__Task prompt__: Reproduce, with no alteration, the span of lines that begins at the line containing "over mask vectors." and ends at the last line of the records, both ends included, and nothing else.

__Exercise material__:
○ ○ ○ ○ ○
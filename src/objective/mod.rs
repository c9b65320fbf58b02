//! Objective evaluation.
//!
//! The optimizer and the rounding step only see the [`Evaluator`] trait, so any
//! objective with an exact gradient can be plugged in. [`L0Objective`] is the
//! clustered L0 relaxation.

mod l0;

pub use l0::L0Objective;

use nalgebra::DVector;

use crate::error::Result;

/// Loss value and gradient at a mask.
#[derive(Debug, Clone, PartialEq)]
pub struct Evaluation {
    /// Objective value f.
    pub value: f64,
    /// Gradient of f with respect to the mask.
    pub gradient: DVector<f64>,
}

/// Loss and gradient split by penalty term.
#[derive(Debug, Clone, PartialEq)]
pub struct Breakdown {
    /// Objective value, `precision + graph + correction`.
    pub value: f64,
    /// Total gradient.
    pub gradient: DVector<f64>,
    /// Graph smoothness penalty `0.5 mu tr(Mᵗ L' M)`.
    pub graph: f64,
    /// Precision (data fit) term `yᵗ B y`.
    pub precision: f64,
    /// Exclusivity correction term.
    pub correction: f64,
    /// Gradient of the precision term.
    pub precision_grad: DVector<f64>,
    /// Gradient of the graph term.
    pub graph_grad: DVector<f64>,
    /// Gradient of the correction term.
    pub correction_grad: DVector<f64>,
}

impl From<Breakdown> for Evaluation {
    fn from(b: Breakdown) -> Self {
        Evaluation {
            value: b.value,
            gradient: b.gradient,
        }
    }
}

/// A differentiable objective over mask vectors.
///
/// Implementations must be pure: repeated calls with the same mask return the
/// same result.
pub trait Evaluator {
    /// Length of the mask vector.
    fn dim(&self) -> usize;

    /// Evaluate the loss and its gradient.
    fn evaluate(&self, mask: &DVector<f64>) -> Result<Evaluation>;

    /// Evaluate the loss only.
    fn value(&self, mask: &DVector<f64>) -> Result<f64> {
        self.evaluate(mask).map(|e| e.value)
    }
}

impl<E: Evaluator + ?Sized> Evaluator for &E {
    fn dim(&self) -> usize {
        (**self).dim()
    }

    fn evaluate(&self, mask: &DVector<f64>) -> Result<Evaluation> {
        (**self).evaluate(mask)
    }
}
○ ○ ○ ○ ○
__Completed exercise__:
/// A differentiable objective over mask vectors.
///
/// Implementations must be pure: repeated calls with the same mask return the
/// same result.
pub trait Evaluator {
    /// Length of the mask vector.
    fn dim(&self) -> usize;

    /// Evaluate the loss and its gradient.
    fn evaluate(&self, mask: &DVector<f64>) -> Result<Evaluation>;

    /// Evaluate the loss only.
    fn value(&self, mask: &DVector<f64>) -> Result<f64> {
        self.evaluate(mask).map(|e| e.value)
    }
}

impl<E: Evaluator + ?Sized> Evaluator for &E {
    fn dim(&self) -> usize {
        (**self).dim()
    }

    fn evaluate(&self, mask: &DVector<f64>) -> Result<Evaluation> {
        (**self).evaluate(mask)
    }
}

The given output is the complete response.